Take each line of the listing that has the string "AlreadyExists" and report it.
================================
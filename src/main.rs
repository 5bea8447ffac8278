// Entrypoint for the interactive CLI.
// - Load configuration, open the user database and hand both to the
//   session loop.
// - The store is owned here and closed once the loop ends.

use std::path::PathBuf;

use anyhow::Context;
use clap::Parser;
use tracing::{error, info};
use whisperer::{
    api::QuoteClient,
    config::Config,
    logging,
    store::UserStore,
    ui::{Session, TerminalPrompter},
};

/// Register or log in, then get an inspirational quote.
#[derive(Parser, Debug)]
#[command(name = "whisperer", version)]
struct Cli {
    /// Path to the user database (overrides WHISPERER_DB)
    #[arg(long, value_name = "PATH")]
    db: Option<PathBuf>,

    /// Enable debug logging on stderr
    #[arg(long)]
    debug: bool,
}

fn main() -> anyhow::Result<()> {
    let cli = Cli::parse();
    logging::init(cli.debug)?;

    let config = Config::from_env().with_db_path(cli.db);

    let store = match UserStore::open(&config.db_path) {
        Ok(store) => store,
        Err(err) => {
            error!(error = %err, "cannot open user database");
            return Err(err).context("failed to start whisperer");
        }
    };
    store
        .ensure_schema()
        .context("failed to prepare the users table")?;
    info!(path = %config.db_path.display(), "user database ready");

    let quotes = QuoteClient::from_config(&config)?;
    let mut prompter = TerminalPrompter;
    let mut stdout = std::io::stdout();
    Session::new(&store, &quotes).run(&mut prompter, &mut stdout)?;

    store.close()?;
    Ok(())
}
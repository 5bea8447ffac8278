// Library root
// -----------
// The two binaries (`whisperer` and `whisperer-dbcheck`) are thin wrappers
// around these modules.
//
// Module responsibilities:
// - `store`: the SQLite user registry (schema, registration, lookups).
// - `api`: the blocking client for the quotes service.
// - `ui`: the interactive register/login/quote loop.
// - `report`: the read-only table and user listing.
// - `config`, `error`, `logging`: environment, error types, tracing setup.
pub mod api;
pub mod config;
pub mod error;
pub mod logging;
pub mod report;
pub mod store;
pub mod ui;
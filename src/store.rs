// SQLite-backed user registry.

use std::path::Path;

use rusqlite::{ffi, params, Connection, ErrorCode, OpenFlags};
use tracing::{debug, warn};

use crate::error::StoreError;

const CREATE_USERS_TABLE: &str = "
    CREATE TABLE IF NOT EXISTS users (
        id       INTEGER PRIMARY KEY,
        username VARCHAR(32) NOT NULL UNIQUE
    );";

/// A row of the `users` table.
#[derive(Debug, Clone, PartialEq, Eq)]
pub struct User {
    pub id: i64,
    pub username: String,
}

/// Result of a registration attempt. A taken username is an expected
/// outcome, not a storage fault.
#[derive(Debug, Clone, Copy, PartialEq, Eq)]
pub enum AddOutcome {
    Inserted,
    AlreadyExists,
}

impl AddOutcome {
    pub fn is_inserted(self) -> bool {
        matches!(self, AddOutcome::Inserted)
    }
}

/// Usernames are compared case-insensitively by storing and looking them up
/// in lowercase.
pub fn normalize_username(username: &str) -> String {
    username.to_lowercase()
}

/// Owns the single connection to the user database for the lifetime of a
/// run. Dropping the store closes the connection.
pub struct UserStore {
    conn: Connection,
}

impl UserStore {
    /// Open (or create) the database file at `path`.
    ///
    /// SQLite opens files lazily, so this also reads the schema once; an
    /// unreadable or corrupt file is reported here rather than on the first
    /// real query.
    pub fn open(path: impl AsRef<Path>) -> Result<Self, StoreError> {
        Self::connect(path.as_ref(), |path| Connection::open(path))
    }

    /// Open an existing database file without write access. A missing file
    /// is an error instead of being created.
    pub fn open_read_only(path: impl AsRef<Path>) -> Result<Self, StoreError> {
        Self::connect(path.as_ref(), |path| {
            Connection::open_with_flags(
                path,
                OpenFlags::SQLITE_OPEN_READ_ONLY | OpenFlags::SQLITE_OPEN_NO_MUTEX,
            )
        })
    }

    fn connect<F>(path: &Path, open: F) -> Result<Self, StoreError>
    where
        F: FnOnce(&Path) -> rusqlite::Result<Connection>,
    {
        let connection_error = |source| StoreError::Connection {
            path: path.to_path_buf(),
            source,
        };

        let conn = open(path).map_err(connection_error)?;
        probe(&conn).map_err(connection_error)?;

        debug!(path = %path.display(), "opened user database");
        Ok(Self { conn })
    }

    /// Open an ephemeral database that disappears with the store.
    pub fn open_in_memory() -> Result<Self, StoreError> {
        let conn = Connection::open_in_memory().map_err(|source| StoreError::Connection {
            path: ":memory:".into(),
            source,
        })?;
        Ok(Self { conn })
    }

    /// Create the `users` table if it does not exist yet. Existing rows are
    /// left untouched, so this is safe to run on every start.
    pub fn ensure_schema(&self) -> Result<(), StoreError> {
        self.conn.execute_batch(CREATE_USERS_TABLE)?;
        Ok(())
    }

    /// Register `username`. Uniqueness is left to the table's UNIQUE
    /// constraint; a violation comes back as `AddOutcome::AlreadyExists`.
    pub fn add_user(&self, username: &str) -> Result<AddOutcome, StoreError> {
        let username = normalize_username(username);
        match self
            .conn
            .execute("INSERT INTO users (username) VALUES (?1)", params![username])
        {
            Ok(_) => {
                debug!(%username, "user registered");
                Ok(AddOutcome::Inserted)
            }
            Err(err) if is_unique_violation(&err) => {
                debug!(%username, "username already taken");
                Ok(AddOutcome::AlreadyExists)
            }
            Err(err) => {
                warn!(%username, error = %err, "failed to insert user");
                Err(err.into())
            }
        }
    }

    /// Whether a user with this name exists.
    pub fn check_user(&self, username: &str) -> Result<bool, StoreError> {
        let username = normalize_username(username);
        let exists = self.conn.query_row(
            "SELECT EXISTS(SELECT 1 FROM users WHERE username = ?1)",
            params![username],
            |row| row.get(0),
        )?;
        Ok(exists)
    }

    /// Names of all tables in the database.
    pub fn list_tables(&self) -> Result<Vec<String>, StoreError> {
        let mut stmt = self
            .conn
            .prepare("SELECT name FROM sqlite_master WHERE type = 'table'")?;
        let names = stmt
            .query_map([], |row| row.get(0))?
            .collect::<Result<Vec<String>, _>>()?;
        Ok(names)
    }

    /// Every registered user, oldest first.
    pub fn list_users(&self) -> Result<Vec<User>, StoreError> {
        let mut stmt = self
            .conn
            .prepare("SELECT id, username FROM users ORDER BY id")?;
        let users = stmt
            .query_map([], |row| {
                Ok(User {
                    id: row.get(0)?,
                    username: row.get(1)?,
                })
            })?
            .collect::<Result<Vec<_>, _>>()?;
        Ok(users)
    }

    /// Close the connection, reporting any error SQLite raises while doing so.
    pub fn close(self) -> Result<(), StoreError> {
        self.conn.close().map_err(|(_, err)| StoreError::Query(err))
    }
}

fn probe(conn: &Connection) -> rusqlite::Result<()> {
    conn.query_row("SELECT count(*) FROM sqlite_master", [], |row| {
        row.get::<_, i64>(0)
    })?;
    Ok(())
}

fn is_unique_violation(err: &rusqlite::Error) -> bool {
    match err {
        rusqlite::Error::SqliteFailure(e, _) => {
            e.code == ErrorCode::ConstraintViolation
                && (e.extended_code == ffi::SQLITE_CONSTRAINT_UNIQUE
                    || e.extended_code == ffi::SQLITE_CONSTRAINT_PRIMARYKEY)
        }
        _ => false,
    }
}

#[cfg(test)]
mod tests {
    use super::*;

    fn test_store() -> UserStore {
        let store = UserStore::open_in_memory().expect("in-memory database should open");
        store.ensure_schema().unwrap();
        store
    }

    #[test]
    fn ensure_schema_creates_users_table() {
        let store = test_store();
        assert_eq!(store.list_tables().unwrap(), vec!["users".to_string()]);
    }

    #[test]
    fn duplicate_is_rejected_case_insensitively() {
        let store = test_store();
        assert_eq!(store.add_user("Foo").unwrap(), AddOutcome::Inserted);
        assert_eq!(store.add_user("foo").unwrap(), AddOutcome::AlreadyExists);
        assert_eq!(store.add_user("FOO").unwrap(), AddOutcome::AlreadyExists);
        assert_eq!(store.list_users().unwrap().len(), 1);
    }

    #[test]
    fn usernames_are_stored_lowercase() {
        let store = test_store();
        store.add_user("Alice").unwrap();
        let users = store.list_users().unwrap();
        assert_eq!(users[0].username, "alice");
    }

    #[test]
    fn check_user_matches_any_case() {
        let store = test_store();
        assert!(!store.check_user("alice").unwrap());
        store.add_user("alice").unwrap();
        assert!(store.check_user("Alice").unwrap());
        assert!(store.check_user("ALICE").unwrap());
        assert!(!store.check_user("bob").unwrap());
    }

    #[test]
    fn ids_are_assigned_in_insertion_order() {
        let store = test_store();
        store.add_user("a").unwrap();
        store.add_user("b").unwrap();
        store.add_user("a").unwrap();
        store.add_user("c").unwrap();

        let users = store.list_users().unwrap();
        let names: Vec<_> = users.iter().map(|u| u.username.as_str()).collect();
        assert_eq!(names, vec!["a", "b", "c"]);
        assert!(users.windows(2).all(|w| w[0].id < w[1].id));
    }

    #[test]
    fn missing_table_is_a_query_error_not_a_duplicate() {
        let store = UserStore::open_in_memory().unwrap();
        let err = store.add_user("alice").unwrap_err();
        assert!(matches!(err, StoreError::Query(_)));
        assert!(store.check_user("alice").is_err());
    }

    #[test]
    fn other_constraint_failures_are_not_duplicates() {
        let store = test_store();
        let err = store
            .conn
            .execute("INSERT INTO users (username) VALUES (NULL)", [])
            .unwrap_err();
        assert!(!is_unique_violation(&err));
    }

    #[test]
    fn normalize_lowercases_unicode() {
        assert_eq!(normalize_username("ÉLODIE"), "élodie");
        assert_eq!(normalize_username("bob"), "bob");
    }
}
================================
» **TASK ANSWER**
    AlreadyExists,
    /// constraint; a violation comes back as `AddOutcome::AlreadyExists`.
                Ok(AddOutcome::AlreadyExists)
        assert_eq!(store.add_user("foo").unwrap(), AddOutcome::AlreadyExists);
        assert_eq!(store.add_user("FOO").unwrap(), AddOutcome::AlreadyExists);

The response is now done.